Amanda Fine, an N.I.H. spokesperson, said the organisation is cooperating fully with the Office of Human Research Protections, which is conducting an investigation. She stated N.I.H. policy prohibits them from commenting on investigations.
Spectrum, a news site devoted to autism studies, had already reported on the subject’s suicide. However, the U.S. agency’s decision to demand a wider stop to additional investigations was not previously made public.
Starting in 2018, with $736,579 from the National Institute of Mental Health, a study with levodopa for late-life depression sought to enrol 90 persons over the age of 60 who had mild to moderate depression and a slower gait.
Records submitted to government monitoring authorities show that the team started with 61 members but lost 20 due to attrition or eligibility issues. The remaining 31 were randomly split into two groups, one receiving levodopa and the other receiving a placebo.

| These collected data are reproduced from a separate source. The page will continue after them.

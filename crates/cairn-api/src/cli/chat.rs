//! Terminal chat client.
//!
//! Connects to the server's SSE endpoint, decodes the wire events,
//! and renders them with a small pacing buffer so bursts of tokens
//! read as a steady stream. Memory moments and pattern insights are
//! styled distinctly. Ctrl-C aborts the in-flight request; the
//! server's drop guard persists the partial response.

use std::collections::VecDeque;
use std::io::Write as _;
use std::path::PathBuf;
use std::time::Duration;

use anyhow::Context;
use chrono::Utc;
use eventsource_stream::Eventsource;
use futures_util::StreamExt;
use tokio::io::{AsyncBufReadExt, BufReader};
use uuid::Uuid;

use cairn_infra::config::{default_data_dir, load_global_config};
use cairn_infra::llm::pricing;
use cairn_infra::sqlite::{DatabasePool, SqliteConversationRepository, SqliteUserStore};
use cairn_types::chat::{Conversation, ConversationKind};
use cairn_types::config::GlobalConfig;
use cairn_types::event::ChatEvent;
use cairn_types::usage::RateLimitBody;

/// Interval between pacing-buffer drains.
const DRAIN_INTERVAL: Duration = Duration::from_millis(25);

/// Run the interactive chat loop.
pub async fn run(
    server: String,
    token: Option<String>,
    conversation: Option<Uuid>,
    domain: Option<String>,
    discovery: bool,
) -> anyhow::Result<()> {
    let token = token.context(
        "no API token; run `cairn serve` once to create one, then pass --token or set CAIRN_API_TOKEN",
    )?;

    let data_dir = PathBuf::from(default_data_dir());
    let config = load_global_config(&data_dir).await;
    let pool = DatabasePool::new(&format!("sqlite://{}/cairn.db", data_dir.display()))
        .await
        .context("opening database (has the server run at least once?)")?;

    let owner = SqliteUserStore::new(pool.clone())
        .resolve_token(&token)
        .await?
        .context("token not recognized")?;

    let conversation_id = match conversation {
        Some(id) => id,
        None => {
            let kind = if discovery {
                ConversationKind::Discovery
            } else {
                ConversationKind::Standard
            };
            let conv = Conversation {
                id: Uuid::now_v7(),
                user_id: owner.user_id,
                domain,
                kind,
                created_at: Utc::now(),
            };
            SqliteConversationRepository::new(pool.clone())
                .create(&conv)
                .await?;
            conv.id
        }
    };

    println!();
    println!(
        "  {} conversation {}",
        console::style("cairn").bold().cyan(),
        console::style(conversation_id).dim()
    );
    println!(
        "  {}",
        console::style("Type a message; /quit to exit, Ctrl-C to cancel a reply").dim()
    );
    println!();

    let client = reqwest::Client::new();
    let mut lines = BufReader::new(tokio::io::stdin()).lines();

    loop {
        print!("{} ", console::style("you ▸").bold());
        std::io::stdout().flush()?;

        let Some(line) = lines.next_line().await? else {
            break;
        };
        let message = line.trim();
        if message.is_empty() {
            continue;
        }
        if message == "/quit" || message == "/exit" {
            break;
        }

        stream_reply(&client, &server, &token, conversation_id, message, &config).await?;
    }

    Ok(())
}

/// Send one message and render its streamed reply.
async fn stream_reply(
    client: &reqwest::Client,
    server: &str,
    token: &str,
    conversation_id: Uuid,
    message: &str,
    config: &GlobalConfig,
) -> anyhow::Result<()> {
    let response = client
        .post(format!("{server}/api/v1/chat/stream"))
        .bearer_auth(token)
        .json(&serde_json::json!({
            "conversationId": conversation_id,
            "message": message,
        }))
        .send()
        .await
        .context("request failed; is the server running?")?;

    let status = response.status();
    if status.as_u16() == 429 {
        if let Ok(body) = response.json::<RateLimitBody>().await {
            println!();
            println!("  {}", console::style(&body.message).yellow());
            println!(
                "  {}",
                console::style(format!("{}/{} messages used", body.current_count, body.limit))
                    .dim()
            );
            println!();
        }
        return Ok(());
    }
    if !status.is_success() {
        let detail = response.text().await.unwrap_or_default();
        println!(
            "  {} {status}: {detail}",
            console::style("request rejected").red()
        );
        return Ok(());
    }

    println!();
    let mut events = response.bytes_stream().eventsource();
    let mut pending: VecDeque<String> = VecDeque::new();
    let mut ticker = tokio::time::interval(DRAIN_INTERVAL);
    let mut upstream_open = true;
    let mut outcome: Option<ChatEvent> = None;

    loop {
        tokio::select! {
            _ = tokio::signal::ctrl_c() => {
                // Dropping the event stream closes the connection; the
                // server persists the partial reply as interrupted.
                println!("\n  {}", console::style("[cancelled]").dim());
                return Ok(());
            }
            _ = ticker.tick() => {
                if let Some(chunk) = pending.pop_front() {
                    print!("{chunk}");
                    std::io::stdout().flush()?;
                }
            }
            next = events.next(), if upstream_open => {
                match next {
                    Some(Ok(event)) => {
                        match serde_json::from_str::<ChatEvent>(&event.data) {
                            Ok(ChatEvent::Token { content, memory_moment, pattern_insight }) => {
                                pending.push_back(styled_chunk(&content, memory_moment, pattern_insight));
                            }
                            Ok(terminal) => {
                                outcome = Some(terminal);
                                upstream_open = false;
                            }
                            Err(_) => {
                                // Keep-alive comments and the like.
                            }
                        }
                    }
                    Some(Err(e)) => {
                        println!("\n  {} {e}", console::style("connection lost:").red());
                        upstream_open = false;
                    }
                    None => upstream_open = false,
                }
            }
        }

        if !upstream_open && pending.is_empty() {
            break;
        }
    }

    match outcome {
        Some(ChatEvent::Done { usage, .. }) => {
            let cost = pricing::estimate_cost(
                usage.prompt_tokens,
                usage.completion_tokens,
                &config.provider.model,
                &config.pricing,
            );
            println!();
            println!(
                "  {} {} tokens {} {}",
                console::style("·").dim(),
                console::style(usage.total_tokens).dim(),
                console::style("·").dim(),
                console::style(pricing::format_cost(cost)).dim()
            );
            println!();
        }
        Some(ChatEvent::Error { message }) => {
            println!("\n  {}", console::style(message).red());
            println!();
        }
        _ => {
            println!("\n  {}", console::style("stream ended unexpectedly").red());
            println!();
        }
    }

    Ok(())
}

/// Style one token chunk for the terminal. Memory moments render
/// cyan italic, pattern insights yellow, plain prose untouched.
fn styled_chunk(content: &str, memory_moment: bool, pattern_insight: bool) -> String {
    if memory_moment {
        console::style(content).cyan().italic().to_string()
    } else if pattern_insight {
        console::style(content).yellow().to_string()
    } else {
        content.to_string()
    }
}

#[cfg(test)]
mod tests {
    use super::*;

    #[test]
    fn plain_chunks_pass_through_unstyled() {
        assert_eq!(styled_chunk("hello", false, false), "hello");
    }

    #[test]
    fn wire_events_deserialize_from_sse_data() {
        let token: ChatEvent = serde_json::from_str(
            r#"{"type":"token","content":"hi","memory_moment":true,"pattern_insight":false}"#,
        )
        .unwrap();
        assert!(matches!(
            token,
            ChatEvent::Token { memory_moment: true, .. }
        ));

        let done: ChatEvent = serde_json::from_str(
            r#"{"type":"done","messageId":"m1","usage":{"prompt_tokens":10,"completion_tokens":5,"total_tokens":15}}"#,
        )
        .unwrap();
        match done {
            ChatEvent::Done { message_id, usage } => {
                assert_eq!(message_id, "m1");
                assert_eq!(usage.total_tokens, 15);
            }
            other => panic!("expected done, got {other:?}"),
        }
    }

    #[test]
    fn malformed_sse_data_is_skipped_not_fatal() {
        assert!(serde_json::from_str::<ChatEvent>(": keep-alive").is_err());
    }
}
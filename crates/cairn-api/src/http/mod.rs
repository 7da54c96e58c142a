//! HTTP surface: router, handlers, auth extractor, error envelope.

pub mod error;
pub mod extractors;
pub mod handlers;
pub mod router;
//! Extractive conversation summaries.
//!
//! Past conversations are reduced to short summaries by light
//! heuristics over their last few messages. No model call: the
//! assembler's cost and latency stay independent of how much history
//! a user has, and the prompt-token overhead stays bounded.

use cairn_types::chat::StoredMessage;
use cairn_types::llm::MessageRole;

/// Character budget per individual summary (~120 tokens).
const SUMMARY_CHAR_BUDGET: usize = 480;

/// Estimated characters per token, used for prompt budgeting.
pub const CHARS_PER_TOKEN: usize = 4;

/// Condense the tail of a conversation into one short summary line.
///
/// Takes the first sentence of the most recent user message (what
/// they were working on) and of the most recent assistant message
/// (where the session landed), skipping interrupted fragments.
pub fn summarize_tail(messages: &[StoredMessage]) -> String {
    let last_user = messages
        .iter()
        .rev()
        .find(|m| m.role == MessageRole::User && !m.content.trim().is_empty());
    let last_assistant = messages
        .iter()
        .rev()
        .find(|m| m.role == MessageRole::Assistant && !m.interrupted && !m.content.trim().is_empty());

    let mut parts = Vec::with_capacity(2);
    if let Some(msg) = last_user {
        parts.push(format!("User focus: {}", first_sentence(&msg.content)));
    }
    if let Some(msg) = last_assistant {
        parts.push(format!("Session landed on: {}", first_sentence(&msg.content)));
    }

    truncate_chars(&parts.join(" "), SUMMARY_CHAR_BUDGET)
}

/// Trim a set of summaries to a total token budget, dropping from the
/// oldest end and truncating the last survivor if needed.
pub fn cap_to_token_budget(summaries: &mut Vec<String>, token_budget: u32) {
    let char_budget = token_budget as usize * CHARS_PER_TOKEN;
    let mut used = 0usize;
    let mut kept = 0usize;

    for summary in summaries.iter_mut() {
        if used >= char_budget {
            break;
        }
        let remaining = char_budget - used;
        if summary.len() > remaining {
            *summary = truncate_chars(summary, remaining);
        }
        used += summary.len();
        kept += 1;
    }

    summaries.truncate(kept);
}

/// First sentence of a text, bounded in length.
fn first_sentence(text: &str) -> String {
    let text = text.trim();
    let end = text
        .char_indices()
        .find(|(_, c)| matches!(c, '.' | '!' | '?' | '\n'))
        .map(|(i, c)| i + c.len_utf8())
        .unwrap_or(text.len());
    truncate_chars(text[..end].trim_end(), SUMMARY_CHAR_BUDGET / 2)
}

/// Truncate at a char boundary, appending an ellipsis when cut.
fn truncate_chars(text: &str, max_bytes: usize) -> String {
    if text.len() <= max_bytes {
        return text.to_string();
    }
    let mut cut = max_bytes.saturating_sub(1);
    while cut > 0 && !text.is_char_boundary(cut) {
        cut -= 1;
    }
    format!("{}…", &text[..cut].trim_end())
}
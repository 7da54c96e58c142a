//! Bearer token authentication extractor.
//!
//! The raw token from `Authorization: Bearer <token>` is SHA-256
//! hashed and resolved against the `api_tokens` table. Extraction
//! happens before any other request stage, so an invalid token is a
//! 401 with no quota or context work done.

use axum::extract::FromRequestParts;
use axum::http::request::Parts;
use uuid::Uuid;

use cairn_types::usage::SubscriptionTier;

use crate::http::error::ApiError;
use crate::state::AppState;

/// The authenticated caller. Extracting this validates the token.
#[derive(Debug, Clone, Copy)]
pub struct CurrentUser {
    pub user_id: Uuid,
    pub tier: SubscriptionTier,
}

impl FromRequestParts<AppState> for CurrentUser {
    type Rejection = ApiError;

    async fn from_request_parts(
        parts: &mut Parts,
        state: &AppState,
    ) -> Result<Self, Self::Rejection> {
        let token = bearer_token(parts)?;

        let owner = state
            .users
            .resolve_token(&token)
            .await
            .map_err(|e| ApiError::Internal(e.to_string()))?
            .ok_or_else(|| ApiError::Unauthorized("Invalid bearer token".to_string()))?;

        // Best effort; a failed timestamp update never fails the request.
        let _ = state.users.touch_token(&token).await;

        Ok(CurrentUser {
            user_id: owner.user_id,
            tier: owner.tier,
        })
    }
}

fn bearer_token(parts: &Parts) -> Result<String, ApiError> {
    let header = parts
        .headers
        .get("authorization")
        .ok_or_else(|| ApiError::Unauthorized("Missing Authorization header".to_string()))?;
    let value = header
        .to_str()
        .map_err(|_| ApiError::Unauthorized("Invalid Authorization header encoding".to_string()))?;
    let token = value
        .strip_prefix("Bearer ")
        .ok_or_else(|| ApiError::Unauthorized("Expected 'Bearer <token>'".to_string()))?;
    Ok(token.trim().to_string())
}
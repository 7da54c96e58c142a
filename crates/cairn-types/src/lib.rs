//! Shared domain types for Cairn.
//!
//! This crate holds the serde data shapes and error enums used across
//! the workspace: LLM request/delta types, chat messages, usage
//! metering, context bundles, tag-scan results, and the outbound
//! stream event vocabulary. No I/O lives here.

pub mod chat;
pub mod config;
pub mod context;
pub mod error;
pub mod event;
pub mod llm;
pub mod scan;
pub mod usage;
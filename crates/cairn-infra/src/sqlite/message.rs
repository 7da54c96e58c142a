//! SQLite message repository.
//!
//! Messages are append-only. Assistant text is stored with semantic
//! tags intact; stripping happens at render time, never at rest.

use sqlx::Row;
use uuid::Uuid;

use cairn_core::repository::MessageRepository;
use cairn_types::chat::StoredMessage;
use cairn_types::error::RepositoryError;
use cairn_types::llm::MessageRole;

use super::pool::DatabasePool;
use super::{format_datetime, parse_datetime, parse_uuid, query_err};

/// SQLite-backed implementation of `MessageRepository`.
pub struct SqliteMessageRepository {
    pool: DatabasePool,
}

impl SqliteMessageRepository {
    pub fn new(pool: DatabasePool) -> Self {
        Self { pool }
    }
}

fn row_to_message(row: &sqlx::sqlite::SqliteRow) -> Result<StoredMessage, RepositoryError> {
    let id: String = row.try_get("id").map_err(query_err)?;
    let conversation_id: String = row.try_get("conversation_id").map_err(query_err)?;
    let role: String = row.try_get("role").map_err(query_err)?;
    let content: String = row.try_get("content").map_err(query_err)?;
    let token_count: i64 = row.try_get("token_count").map_err(query_err)?;
    let interrupted: i64 = row.try_get("interrupted").map_err(query_err)?;
    let created_at: String = row.try_get("created_at").map_err(query_err)?;

    Ok(StoredMessage {
        id: parse_uuid(&id)?,
        conversation_id: parse_uuid(&conversation_id)?,
        role: role.parse::<MessageRole>().map_err(RepositoryError::Query)?,
        content,
        token_count: token_count as u32,
        interrupted: interrupted != 0,
        created_at: parse_datetime(&created_at)?,
    })
}

impl MessageRepository for SqliteMessageRepository {
    async fn save(&self, message: &StoredMessage) -> Result<(), RepositoryError> {
        sqlx::query(
            r#"INSERT INTO messages
               (id, conversation_id, role, content, token_count, interrupted, created_at)
               VALUES (?, ?, ?, ?, ?, ?, ?)"#,
        )
        .bind(message.id.to_string())
        .bind(message.conversation_id.to_string())
        .bind(message.role.to_string())
        .bind(&message.content)
        .bind(message.token_count as i64)
        .bind(message.interrupted as i64)
        .bind(format_datetime(&message.created_at))
        .execute(&self.pool.writer)
        .await
        .map_err(query_err)?;
        Ok(())
    }

    async fn for_conversation(
        &self,
        conversation_id: &Uuid,
    ) -> Result<Vec<StoredMessage>, RepositoryError> {
        let rows = sqlx::query(
            "SELECT * FROM messages WHERE conversation_id = ? ORDER BY created_at ASC, id ASC",
        )
        .bind(conversation_id.to_string())
        .fetch_all(&self.pool.reader)
        .await
        .map_err(query_err)?;

        rows.iter().map(row_to_message).collect()
    }

    async fn tail(
        &self,
        conversation_id: &Uuid,
        limit: u32,
    ) -> Result<Vec<StoredMessage>, RepositoryError> {
        // Last N by time, returned oldest first.
        let rows = sqlx::query(
            r#"SELECT * FROM (
                   SELECT * FROM messages
                   WHERE conversation_id = ?
                   ORDER BY created_at DESC, id DESC
                   LIMIT ?
               ) ORDER BY created_at ASC, id ASC"#,
        )
        .bind(conversation_id.to_string())
        .bind(limit as i64)
        .fetch_all(&self.pool.reader)
        .await
        .map_err(query_err)?;

        rows.iter().map(row_to_message).collect()
    }
}
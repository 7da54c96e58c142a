//! SSE decoding for the Anthropic Messages API.
//!
//! Normalizes the Anthropic event stream into [`StreamDelta`]s:
//! `message_start` seeds input tokens, `content_block_delta` text
//! becomes `Text`, `message_delta` updates output tokens, and
//! `message_stop` yields the single terminal `Complete`. Malformed
//! individual event payloads are discarded with a warning; only
//! transport errors and explicit `error` events end the stream with
//! a terminal `Failed`.

use eventsource_stream::Eventsource;
use futures_util::StreamExt;
use secrecy::{ExposeSecret, SecretString};
use tracing::{debug, warn};

use cairn_core::llm::DeltaStream;
use cairn_types::llm::{StreamDelta, StreamFailure, Usage};

use super::types::{
    AnthropicRequest, ContentBlockDeltaPayload, AnthropicDelta, ErrorPayload, MessageDeltaPayload,
    MessageStartPayload,
};
use super::API_VERSION;

pub(super) fn open_stream(
    client: reqwest::Client,
    url: String,
    api_key: SecretString,
    request: AnthropicRequest,
) -> DeltaStream {
    Box::pin(async_stream::stream! {
        let response = match client
            .post(&url)
            .header("x-api-key", api_key.expose_secret())
            .header("anthropic-version", API_VERSION)
            .json(&request)
            .send()
            .await
        {
            Ok(response) => response,
            Err(e) => {
                yield StreamDelta::Failed(StreamFailure::Network(e.to_string()));
                return;
            }
        };

        let status = response.status();
        if !status.is_success() {
            yield StreamDelta::Failed(map_status(status.as_u16()));
            return;
        }

        let mut events = response.bytes_stream().eventsource();
        let mut usage = Usage::default();

        while let Some(event) = events.next().await {
            let event = match event {
                Ok(event) => event,
                Err(e) => {
                    yield StreamDelta::Failed(StreamFailure::Network(e.to_string()));
                    return;
                }
            };

            match handle_event(&event.event, &event.data, &mut usage) {
                EventAction::Skip => {}
                EventAction::Emit(delta) => yield delta,
                EventAction::Terminal(delta) => {
                    yield delta;
                    return;
                }
            }
        }

        yield StreamDelta::Failed(StreamFailure::Protocol(
            "stream ended without message_stop".to_string(),
        ));
    })
}

/// What the decode loop does with one SSE event.
enum EventAction {
    Skip,
    Emit(StreamDelta),
    Terminal(StreamDelta),
}

/// Decode one named event. A payload that fails to parse is dropped
/// so one garbled line cannot take down an otherwise healthy stream.
fn handle_event(name: &str, data: &str, usage: &mut Usage) -> EventAction {
    match name {
        "message_start" => {
            match serde_json::from_str::<MessageStartPayload>(data) {
                Ok(payload) => {
                    if let Some(start) = payload.message.usage {
                        usage.input_tokens = start.input_tokens;
                    }
                }
                Err(e) => warn!(error = %e, "discarding malformed message_start event"),
            }
            EventAction::Skip
        }
        "content_block_delta" => match serde_json::from_str::<ContentBlockDeltaPayload>(data) {
            Ok(payload) => match payload.delta {
                AnthropicDelta::TextDelta { text } => EventAction::Emit(StreamDelta::Text(text)),
                AnthropicDelta::Other => EventAction::Skip,
            },
            Err(e) => {
                warn!(error = %e, "discarding malformed content_block_delta event");
                EventAction::Skip
            }
        },
        "message_delta" => {
            match serde_json::from_str::<MessageDeltaPayload>(data) {
                Ok(payload) => usage.output_tokens = payload.usage.output_tokens,
                Err(e) => warn!(error = %e, "discarding malformed message_delta event"),
            }
            EventAction::Skip
        }
        "message_stop" => EventAction::Terminal(StreamDelta::Complete(*usage)),
        "error" => {
            let failure = match serde_json::from_str::<ErrorPayload>(data) {
                Ok(payload) => map_error_event(&payload),
                Err(e) => StreamFailure::Protocol(format!("bad error payload: {e}")),
            };
            EventAction::Terminal(StreamDelta::Failed(failure))
        }
        other => {
            // ping, content_block_start/stop: nothing to surface.
            debug!(event = other, "skipping anthropic event");
            EventAction::Skip
        }
    }
}

fn map_status(status: u16) -> StreamFailure {
    match status {
        401 | 403 => StreamFailure::Auth,
        429 => StreamFailure::RateLimited,
        status => StreamFailure::Http { status },
    }
}

fn map_error_event(payload: &ErrorPayload) -> StreamFailure {
    match payload.error.error_type.as_str() {
        "authentication_error" | "permission_error" => StreamFailure::Auth,
        "rate_limit_error" => StreamFailure::RateLimited,
        _ => StreamFailure::Protocol(format!(
            "{}: {}",
            payload.error.error_type, payload.error.message
        )),
    }
}
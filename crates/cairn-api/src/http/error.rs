//! Request-level error responses.
//!
//! These cover failures before a stream opens. Mid-stream failures
//! never reach this type; they fold into the single `error` event on
//! the SSE stream itself.

use axum::Json;
use axum::http::StatusCode;
use axum::response::{IntoResponse, Response};
use serde_json::json;

use cairn_types::usage::RateLimitBody;

/// Application error mapped to an HTTP response.
#[derive(Debug)]
pub enum ApiError {
    /// Missing or invalid bearer token.
    Unauthorized(String),
    /// Conversation unknown, or not owned by the caller.
    ConversationNotFound,
    /// Malformed request body.
    Validation(String),
    /// Quota exhausted; carries the structured 429 body.
    RateLimited(RateLimitBody),
    /// Anything else. Detail is logged server-side, not returned.
    Internal(String),
}

impl IntoResponse for ApiError {
    fn into_response(self) -> Response {
        match self {
            ApiError::RateLimited(body) => {
                (StatusCode::TOO_MANY_REQUESTS, Json(body)).into_response()
            }
            ApiError::Unauthorized(message) => envelope(StatusCode::UNAUTHORIZED, "unauthorized", &message),
            ApiError::ConversationNotFound => envelope(
                StatusCode::NOT_FOUND,
                "conversation_not_found",
                "Conversation not found",
            ),
            ApiError::Validation(message) => {
                envelope(StatusCode::BAD_REQUEST, "validation_error", &message)
            }
            ApiError::Internal(detail) => {
                tracing::error!(error = %detail, "request failed");
                envelope(
                    StatusCode::INTERNAL_SERVER_ERROR,
                    "internal_error",
                    "Internal server error",
                )
            }
        }
    }
}

fn envelope(status: StatusCode, code: &str, message: &str) -> Response {
    let body = json!({
        "error": code,
        "message": message,
    });
    (status, Json(body)).into_response()
}

#[cfg(test)]
mod tests {
    use super::*;
    use axum::body::to_bytes;
    use cairn_types::usage::{BillingPeriod, QuotaDecision};
    use chrono::Utc;

    async fn body_json(response: Response) -> serde_json::Value {
        let bytes = to_bytes(response.into_body(), usize::MAX).await.unwrap();
        serde_json::from_slice(&bytes).unwrap()
    }

    #[tokio::test]
    async fn rate_limited_returns_429_with_structured_body() {
        let body = RateLimitBody::new(
            &QuotaDecision::rejected(100, 100),
            &BillingPeriod::Trial,
            Utc::now(),
        );
        let response = ApiError::RateLimited(body).into_response();
        assert_eq!(response.status(), StatusCode::TOO_MANY_REQUESTS);

        let json = body_json(response).await;
        assert_eq!(json["error"], "rate_limited");
        assert_eq!(json["is_trial"], true);
        assert_eq!(json["remaining_until_reset"], serde_json::Value::Null);
        assert_eq!(json["current_count"], 100);
        assert_eq!(json["limit"], 100);
    }

    #[tokio::test]
    async fn internal_error_hides_detail() {
        let response =
            ApiError::Internal("sqlite said something scary".to_string()).into_response();
        assert_eq!(response.status(), StatusCode::INTERNAL_SERVER_ERROR);

        let json = body_json(response).await;
        assert_eq!(json["message"], "Internal server error");
    }

    #[tokio::test]
    async fn not_found_shape() {
        let response = ApiError::ConversationNotFound.into_response();
        assert_eq!(response.status(), StatusCode::NOT_FOUND);
        let json = body_json(response).await;
        assert_eq!(json["error"], "conversation_not_found");
    }
}
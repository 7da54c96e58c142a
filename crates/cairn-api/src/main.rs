//! Cairn entry point.
//!
//! Binary name: `cairn`. `cairn serve` runs the HTTP server; `cairn
//! chat` is the terminal client against a running server.

mod cli;
mod http;
mod state;

use clap::Parser;

use cli::{Cli, Commands};
use state::AppState;

#[tokio::main]
async fn main() -> anyhow::Result<()> {
    let cli = Cli::parse();

    match cli.command {
        Commands::Serve { host, port, otel } => {
            if let Err(e) = cairn_observe::tracing_setup::init_tracing(otel) {
                eprintln!("warning: tracing init failed: {e}");
            }

            let state = AppState::init().await?;

            if let Some(token) = cli::account::ensure_local_account(&state.db_pool).await? {
                println!();
                println!(
                    "  {} API token created (save it -- only its hash is stored):",
                    console::style("🔑").bold()
                );
                println!();
                println!("  {}", console::style(&token).yellow().bold());
                println!();
            }

            let addr = format!("{host}:{port}");
            let listener = tokio::net::TcpListener::bind(&addr).await?;

            println!(
                "  {} cairn listening on {}",
                console::style("⚡").bold(),
                console::style(format!("http://{addr}")).cyan()
            );
            println!(
                "  {} database: {}",
                console::style("·").dim(),
                console::style(state.database_path().display()).dim()
            );
            println!("  {}", console::style("Press Ctrl+C to stop").dim());

            let tracker = state.pipeline.tracker().clone();
            let router = http::router::build_router(state);

            axum::serve(listener, router)
                .with_graceful_shutdown(shutdown_signal())
                .await?;

            // Let detached completion writes finish before exit.
            tracker.close();
            tracker.wait().await;
            cairn_observe::tracing_setup::shutdown_tracing();

            println!("\n  Server stopped.");
        }

        Commands::Chat {
            server,
            token,
            conversation,
            domain,
            discovery,
        } => {
            cli::chat::run(server, token, conversation, domain, discovery).await?;
        }
    }

    Ok(())
}

/// Wait for Ctrl+C or SIGTERM.
async fn shutdown_signal() {
    let ctrl_c = async {
        tokio::signal::ctrl_c()
            .await
            .expect("failed to install Ctrl+C handler");
    };

    #[cfg(unix)]
    let terminate = async {
        tokio::signal::unix::signal(tokio::signal::unix::SignalKind::terminate())
            .expect("failed to install SIGTERM handler")
            .recv()
            .await;
    };

    #[cfg(not(unix))]
    let terminate = std::future::pending::<()>();

    tokio::select! {
        _ = ctrl_c => {},
        _ = terminate => {},
    }
}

Researchers reported the suicide death of a participant in the placebo arm of the study on the website clinicaltrials.gov under the title “serious adverse events.”
Dr. Rutherford and his co-authors published many publications based on the research, noting that the administration of levodopa, which elevates dopamine levels, improved mobility, processing speed, and the absence of depressive symptoms.
Johns Hopkins University was forced to halt almost all federally funded medical research involving human beings in 2001 when a volunteer died after inhaling an unauthorised asthma medication, per an order from the Office for Human Research Protections.
Human subject research at the University of Oklahoma was briefly halted in 2000 after an inquiry revealed that patients had been injected with a vaccine created by untrained laboratory staff.